OHNLP · JaerongA · Apr 10, 2026
diff --git a/docs/ruleset-authoring-guide.md b/docs/ruleset-authoring-guide.md
@@ -0,0 +1,275 @@
+# MedTagger Rule Authoring Guide
+
+## Overview
+
+MedTagger is a biomedical NLP pipeline from the Mayo Clinic OHNLP program.

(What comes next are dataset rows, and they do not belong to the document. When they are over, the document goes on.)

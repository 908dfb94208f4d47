use std::collections::HashMap;
use std::sync::{Arc, RwLock};

use serde_json::Value as JsonValue;
use thiserror::Error;

use forgeerp_core::{AggregateId, TenantId};
use forgeerp_events::EventEnvelope;
use forgeerp_parties::{PartyEvent, PartyId, PartyKind, PartyStatus};

use crate::read_model::TenantStore;
use crate::projections::cursor_store::ProjectionCursorStore;

/// Queryable party read model: basic directory for customers and suppliers.
#[derive(Debug, Clone, PartialEq, Eq)]
pub struct PartyReadModel {
    pub party_id: PartyId,
    pub kind: PartyKind,
    pub name: String,
    pub email: Option<String>,
    pub phone: Option<String>,
    pub status: PartyStatus,
    pub credit_limit: u64,
    pub credit_used: u64,
}

/// Tenant+aggregate cursor to support at-least-once delivery (idempotent projection).
#[derive(Debug, Copy, Clone, PartialEq, Eq, Hash)]
struct CursorKey {
    tenant_id: TenantId,
    aggregate_id: AggregateId,
}

#[derive(Debug, Error)]
pub enum PartyProjectionError {
    #[error("failed to deserialize party event: {0}")]
    Deserialize(String),

    #[error("tenant isolation violation: {0}")]
    TenantIsolation(String),

    #[error("non-monotonic sequence number (last={last}, found={found})")]
    NonMonotonicSequence { last: u64, found: u64 },
}

/// Party directory projection.
///
/// Consumes published envelopes (JSON payloads) and maintains a tenant-isolated read model
/// for parties (customers and suppliers), suitable for lookup and basic search.
#[derive(Debug)]
pub struct PartyDirectoryProjection<S, C = InMemoryCursorStore>
where
    S: TenantStore<PartyId, PartyReadModel>,
{
    store: S,
    cursors: RwLock<HashMap<CursorKey, u64>>,
    cursor_store: Option<Arc<C>>,
    projection_name: String,
}

/// In-memory cursor store (default, no persistence).
pub struct InMemoryCursorStore;

impl ProjectionCursorStore for InMemoryCursorStore {
    fn get_cursor(
        &self,
        _tenant_id: TenantId,
        _aggregate_id: AggregateId,
        _projection_name: &str,
    ) -> Option<u64> {
        None // Always returns None, forcing use of in-memory cursors
    }

    fn update_cursor(
        &self,
        _tenant_id: TenantId,
        _aggregate_id: AggregateId,
        _projection_name: &str,
        _sequence_number: u64,
    ) {
        // No-op for in-memory store
    }

    fn clear_cursors(&self, _tenant_id: TenantId, _projection_name: &str) {
        // No-op for in-memory store
    }
}

impl<S> PartyDirectoryProjection<S>
where
    S: TenantStore<PartyId, PartyReadModel>,
{
    /// Create a new projection with in-memory cursor tracking.
    pub fn new(store: S) -> Self {
        Self {
            store,
            cursors: RwLock::new(HashMap::new()),
            cursor_store: None,
            projection_name: "parties.directory".to_string(),
        }
    }
}

impl<S> PartyDirectoryProjection<S>
where
    S: TenantStore<PartyId, PartyReadModel>,
{
    /// Create a new projection with persistent cursor tracking.
    pub fn with_persistent_cursors<C: ProjectionCursorStore + 'static>(
        self,
        cursor_store: Arc<C>,
        projection_name: impl Into<String>,
    ) -> PartyDirectoryProjection<S, C> {
        PartyDirectoryProjection {
            store: self.store,
            cursors: RwLock::new(HashMap::new()),
            cursor_store: Some(cursor_store),
            projection_name: projection_name.into(),
        }
    }
}

impl<S, C> PartyDirectoryProjection<S, C>
where
    S: TenantStore<PartyId, PartyReadModel>,
    C: ProjectionCursorStore + 'static,
{
    /// Load cursor from persistent store if available, otherwise from memory.
    fn get_cursor(&self, tenant_id: TenantId, aggregate_id: AggregateId) -> u64 {
        if let Some(ref cursor_store) = self.cursor_store {
            cursor_store
                .get_cursor(tenant_id, aggregate_id, &self.projection_name)
                .unwrap_or(0)
        } else {
            match self.cursors.read() {
                Ok(cursors) => *cursors
                    .get(&CursorKey { tenant_id, aggregate_id })
                    .unwrap_or(&0),
                Err(_) => 0,
            }
        }
    }

    /// Update cursor in both memory and persistent store (if available).
    fn update_cursor(&self, tenant_id: TenantId, aggregate_id: AggregateId, sequence_number: u64) {
        // Update in-memory cache
        if let Ok(mut cursors) = self.cursors.write() {
            cursors.insert(CursorKey { tenant_id, aggregate_id }, sequence_number);
        }

        // Persist to database if available
        if let Some(ref cursor_store) = self.cursor_store {
            cursor_store.update_cursor(
                tenant_id,
                aggregate_id,
                &self.projection_name,
                sequence_number,
            );
        }
    }

    /// Clear cursors in both memory and persistent store (if available).
    fn clear_cursors(&self, tenant_id: TenantId) {
        // Clear in-memory cache
        if let Ok(mut cursors) = self.cursors.write() {
            cursors.retain(|k, _| k.tenant_id != tenant_id);
        }

        // Clear persistent store if available
        if let Some(ref cursor_store) = self.cursor_store {
            cursor_store.clear_cursors(tenant_id, &self.projection_name);
        }
    }

    /// Query read model for one tenant/party.
    pub fn get(&self, tenant_id: TenantId, party_id: &PartyId) -> Option<PartyReadModel> {
        self.store.get(tenant_id, party_id)
    }

    /// List all parties for a tenant (disposable read model).
    pub fn list(&self, tenant_id: TenantId) -> Vec<PartyReadModel> {
        self.store.list(tenant_id)
    }

    /// Simple in-memory search by name substring (case-insensitive) for a tenant.
    pub fn search_by_name(&self, tenant_id: TenantId, query: &str) -> Vec<PartyReadModel> {
        let q = query.to_lowercase();
        self.list(tenant_id)
            .into_iter()
            .filter(|rm| rm.name.to_lowercase().contains(&q))
            .collect()
    }

    /// Apply a published envelope into the projection.
    ///
    /// - Ignores non-party aggregates (allows sharing a bus across modules).
    /// - Enforces tenant isolation
    /// - Enforces monotonic sequence per (tenant, aggregate) stream
    /// - Idempotent for at-least-once delivery (replays <= cursor are ignored)
    pub fn apply_envelope(
        &self,
        envelope: &EventEnvelope<JsonValue>,
    ) -> Result<(), PartyProjectionError> {
        // Ignore non-party aggregates (allows sharing a bus across modules).
        if envelope.aggregate_type() != "parties.party" {
            return Ok(());
        }

        let tenant_id = envelope.tenant_id();
        let aggregate_id = envelope.aggregate_id();
        let seq = envelope.sequence_number();

        // Cursor check (per tenant + aggregate stream).
        let last = self.get_cursor(tenant_id, aggregate_id);

        if seq == 0 {
            return Err(PartyProjectionError::NonMonotonicSequence { last, found: seq });
        }

        if seq <= last {
            // Duplicate or replay; safe to ignore.
            return Ok(());
        }

        if seq != last + 1 && last != 0 {
            // We allow first event to be any positive sequence (some stores start at 1),
            // but after that we enforce strict monotonic increments.
            return Err(PartyProjectionError::NonMonotonicSequence { last, found: seq });
        }

        // Deserialize the party event from payload.
        let party_event: PartyEvent = serde_json::from_value(envelope.payload().clone())
            .map_err(|e| PartyProjectionError::Deserialize(e.to_string()))?;

        // Validate tenant isolation at the event level.
        let (event_tenant, party_id) = match &party_event {
            PartyEvent::PartyRegistered(e) => (e.tenant_id, e.party_id),
            PartyEvent::PartyUpdated(e) => (e.tenant_id, e.party_id),
            PartyEvent::PartySuspended(e) => (e.tenant_id, e.party_id),
            PartyEvent::CreditLimitAssigned(e) => (e.tenant_id, e.party_id),
        };

        if event_tenant != tenant_id {
            return Err(PartyProjectionError::TenantIsolation(
                "event tenant_id does not match envelope tenant_id".to_string(),
            ));
        }

        if party_id.0 != aggregate_id {
            return Err(PartyProjectionError::TenantIsolation(
                "event party_id does not match envelope aggregate_id".to_string(),
            ));
        }

        // Apply update.
        match party_event {
            PartyEvent::PartyRegistered(e) => {
                self.store.upsert(
                    tenant_id,
                    e.party_id,
                    PartyReadModel {
                        party_id: e.party_id,
                        kind: e.kind,
                        name: e.name,
                        email: e.contact.email,
                        phone: e.contact.phone,
                        status: PartyStatus::Active,
                        credit_limit: e.credit_limit,
                        credit_used: 0,
                    },
                );
            }
            PartyEvent::PartyUpdated(e) => {
                let mut rm = self.store.get(tenant_id, &e.party_id).unwrap_or(PartyReadModel {
                    party_id: e.party_id,
                    kind: PartyKind::Customer,
                    name: String::new(),
                    email: None,
                    phone: None,
                    status: PartyStatus::Active,
                    credit_limit: 0,
                    credit_used: 0,
                });
                rm.name = e.name;
                rm.email = e.contact.email;
                rm.phone = e.contact.phone;
                self.store.upsert(tenant_id, e.party_id, rm);
            }
            PartyEvent::PartySuspended(e) => {
                let mut rm = self.store.get(tenant_id, &e.party_id).unwrap_or(PartyReadModel {
                    party_id: e.party_id,
                    kind: PartyKind::Customer,
                    name: String::new(),
                    email: None,
                    phone: None,
                    status: PartyStatus::Active,
                    credit_limit: 0,
                    credit_used: 0,
                });
                rm.status = PartyStatus::Suspended;
                self.store.upsert(tenant_id, e.party_id, rm);
            }
            PartyEvent::CreditLimitAssigned(e) => {
                let mut rm = self.store.get(tenant_id, &e.party_id).unwrap_or(PartyReadModel {
                    party_id: e.party_id,
                    kind: PartyKind::Customer,
                    name: String::new(),
                    email: None,
                    phone: None,
                    status: PartyStatus::Active,
                    credit_limit: 0,
                    credit_used: 0,
                });
                rm.credit_limit = e.credit_limit;
                self.store.upsert(tenant_id, e.party_id, rm);
            }
        }

        // Advance cursor after successful apply.
        self.update_cursor(tenant_id, aggregate_id, seq);

        Ok(())
    }

    /// Rebuild the read model from scratch by replaying envelopes.
    pub fn rebuild_from_scratch(
        &self,
        envelopes: impl IntoIterator<Item = EventEnvelope<JsonValue>>,
    ) -> Result<(), PartyProjectionError> {
        let mut envs: Vec<_> = envelopes.into_iter().collect();

        // Clear read model per tenant before rebuilding.
        {
            let mut tenants = envs.iter().map(|e| e.tenant_id()).collect::<Vec<_>>();
            tenants.sort_by_key(|t| *t.as_uuid().as_bytes());
            tenants.dedup();
            for t in tenants {
                // Clear read models
                self.store.clear_tenant(t);
                // Clear cursors (both in-memory and persistent)
                self.clear_cursors(t);
            }
        }

        // Deterministic replay order: tenant, aggregate, sequence.
        envs.sort_by_key(|e| {
            (
                *e.tenant_id().as_uuid().as_bytes(),
                *e.aggregate_id().as_uuid().as_bytes(),
                e.sequence_number(),
            )
        });

        for env in &envs {
            self.apply_envelope(env)?;
        }

        Ok(())
    }
}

It extracts concepts from clinical text using dictionary-based indexing, rule-based pattern matching, and context analysis (negation, historical, experiencer).
+
+This guide covers how to create, edit, and optimize regex patterns, dictionaries, normalization mappings, match rules, and context rules for MedTagger extraction tasks.
+
+## When to Use This Guide
+
+Use this guide when:
+- Creating a new extraction domain (e.g., social determinants, medications, procedures)
+- Editing existing match rules, regexp files, or normalization mappings
+- Optimizing slow regex patterns that cause performance issues
+- Debugging extraction accuracy (e.g., false positives, missing concepts)
+- Adding context rules for negation, historical, or experiencer attributes
+- Reviewing rules for correctness before deployment
+
+## File Format Conventions
+
+MedTagger rules are organized into four file types that work together. Each serves a distinct purpose.
+
+### Regexp Files (Dictionary Patterns)
+
+Regexp files contain one **single regex per line**. These are variant spellings, synonyms, and related terms for a concept.
+
+```
+// Good - one pattern per line
+fever
+high temperature
+febrile
+elevated temperature
+
+// Bad - multiple patterns on one line
+fever|high temperature|febrile
+```
+
+Lines starting with `//` are comments. All lines are joined with `|` into one alternation during loading.
+
+**Key principle:** Do NOT put `\b` (word boundaries) inside regexp entries — word boundaries belong in the rule file only.
+
+### Normalization Files (Code Mapping)
+
+Normalization files map surface forms to output codes. Format is tab-separated key-value pairs.
+
+```
+physical activity    Physical_Activity
+sedentary lifestyle  Physical_Inactivity
+exercise            Physical_Activity
+```
+
+The LLM generates normalized codes — typically OMOP concept IDs or domain-specific codes like `POSITIVE`/`NEGATIVE`.
+
+### Match Rules (Extraction Logic)
+
+Match rules define how to extract and output concepts. Format:
+
+```
+RULENAME="...",REGEXP="...",LOCATION="...",NORM="..."
+```
+
+**RULENAME** — Prefix `cm_` produces `ConceptMention` annotations; others produce generic `Match` annotations.
+
+**REGEXP** — The extraction pattern. Use `%reKEY` to reference a regexp file. Spaces become `[\s]+` in the compiled pattern.
+
+**LOCATION** — Constraint on where the match can occur:
+- `"NA"` — no constraint (most common)
+- `"UC"` — uppercase text only
+- `"SEC:segmentID~"` — specific section only
+
+**NORM** — The output value:
+- Literal string: `NORM="434173"`
+- Captured group: `NORM="group(1)"`
+- Normalized: `NORM="%normKEY(group(1))"`
+- Case transforms: `%LC%` (lowercase), `%UC%` (uppercase)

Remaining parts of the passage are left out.